What to do →
Pick out every line in the data below that holds "field".

Input →
//! Errors - エラー型と分類
//!
//! 関心ごとに thiserror の enum を分けています。
//!
//! | 分類 | 型 | 扱い |
//! |------|----|------|
//! | 入力検証 | `ValidationError` | 呼び出し側が直す。リトライしない |
//! | ストレージ / ブローカー障害 | `StorageError`, `BrokerError` | relay / broker の再配送で吸収 |
//! | トランザクション境界の誤用 | `UnitOfWorkError::AlreadyActive` / `NotActive` | プログラミングエラー。即座に伝播 |
//! | consumer の処理失敗 | `HandlerError` | Retryable は再配送、Permanent は DLQ へ |

use thiserror::Error;

/// StorageError はストレージ層の失敗
///
/// エントリ固有のエラー種別は持たず、呼び出し側へそのまま伝播します。
#[derive(Debug, Clone, Error, PartialEq, Eq)]
pub enum StorageError {
    #[error("record {0} already exists")]
    Conflict(String),

    #[error("record {0} not found")]
    NotFound(String),

    #[error("storage backend failure: {0}")]
    Backend(String),

    #[error("serialization failure: {0}")]
    Serialization(String),
}

impl From<serde_json::Error> for StorageError {
    fn from(err: serde_json::Error) -> Self {
        Self::Serialization(err.to_string())
    }
}

/// UnitOfWorkError はトランザクション境界のエラー
#[derive(Debug, Clone, Error, PartialEq, Eq)]
pub enum UnitOfWorkError {
    /// begin() を commit()/rollback() の前に再度呼んだ
    #[error("a transaction is already active in this unit of work")]
    AlreadyActive,

    /// begin() していないのに commit()/rollback() した
    #[error("no active transaction in this unit of work")]
    NotActive,

    #[error(transparent)]
    Storage(#[from] StorageError),
}

impl UnitOfWorkError {
    /// Misuse of the transaction boundary, as opposed to an infrastructure failure.
    pub fn is_misuse(&self) -> bool {
        matches!(self, Self::AlreadyActive | Self::NotActive)
    }
}

/// BrokerError はブローカーへの publish / 受信の失敗
#[derive(Debug, Clone, Error, PartialEq, Eq)]
pub enum BrokerError {
    /// ルーティング表に存在しない event type
    #[error("no route for event type '{0}'")]
    UnknownEventType(String),

    /// 宣言されていない exchange / queue
    #[error("destination '{0}' is not declared")]
    UnknownDestination(String),

    /// exchange に bind された queue が 1 つもない
    #[error("exchange '{0}' has no bound queue")]
    Unroutable(String),

    #[error("broker unavailable: {0}")]
    Unavailable(String),

    #[error("serialization failure: {0}")]
    Serialization(String),
}

/// ValidationError は Command Handler の入力検証エラー
#[derive(Debug, Clone, Error, PartialEq, Eq)]
pub enum ValidationError {
    #[error("{field} is required")]
    Required { field: &'static str },

    #[error("{field} must be at most {max} characters (got {actual})")]
    TooLong {
        field: &'static str,
        max: usize,
        actual: usize,
    },
}

/// HandlerError は consumer handler の失敗分類
///
/// - `Retryable`: broker に nack して再配送させる（上限に達したら DLQ）
/// - `Permanent`: 再試行しても直らない。即座に DLQ へ送る
#[derive(Debug, Clone, Error, PartialEq, Eq)]
pub enum HandlerError {
    #[error("retryable failure: {0}")]
    Retryable(String),

    #[error("permanent failure: {0}")]
    Permanent(String),
}

impl HandlerError {
    pub fn retryable(reason: impl Into<String>) -> Self {
        Self::Retryable(reason.into())
    }

    pub fn permanent(reason: impl Into<String>) -> Self {
        Self::Permanent(reason.into())
    }

    pub fn is_retryable(&self) -> bool {
        matches!(self, Self::Retryable(_))
    }
}

impl From<StorageError> for HandlerError {
    /// ストレージ障害は一時的なものとして扱う。
    /// 壊れたデータ（Serialization）は何度読み直しても壊れている。
    fn from(err: StorageError) -> Self {
        match err {
            StorageError::Serialization(_) => Self::Permanent(err.to_string()),
            _ => Self::Retryable(err.to_string()),
        }
    }
}

impl From<UnitOfWorkError> for HandlerError {
    fn from(err: UnitOfWorkError) -> Self {
        match err {
            UnitOfWorkError::Storage(storage) => storage.into(),
            misuse => Self::Permanent(misuse.to_string()),
        }
    }
}
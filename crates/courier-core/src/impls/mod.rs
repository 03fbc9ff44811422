//! Impls - 実装（開発用・テスト用）
//!
//! このモジュールには ports の実装を含めます。
//!
//! # 含まれる実装
//! - **InMemoryDatabase**: 1 サービス分の MessageStore + OutboxStore + UnitOfWork
//! - **InMemoryBroker**: exchange / queue / DLQ と再配送スケジュール
//! - **InMemoryIdempotencyStore** / **InMemoryInboxStore**
//! - **LoggingNotificationSender**: 通知を tracing に出すだけ
//!
//! # 本番用実装
//! 本番用の実装（リレーショナル DB、AMQP ブローカーなど）は別クレートに配置します。

pub mod inmem_db;
pub mod inmem_broker;
pub mod inmem_idempotency;
pub mod inmem_inbox;
pub mod logging_sender;

// 主要な型を再エクスポート
pub use self::inmem_db::{FaultPoint, InMemoryDatabase, InMemoryUnitOfWork};
pub use self::inmem_broker::{DeadLetter, InMemoryBroker};
pub use self::inmem_idempotency::InMemoryIdempotencyStore;
pub use self::inmem_inbox::InMemoryInboxStore;
pub use self::logging_sender::LoggingNotificationSender;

Solution for this task →
    #[error("{field} is required")]
    Required { field: &'static str },
    #[error("{field} must be at most {max} characters (got {actual})")]
        field: &'static str,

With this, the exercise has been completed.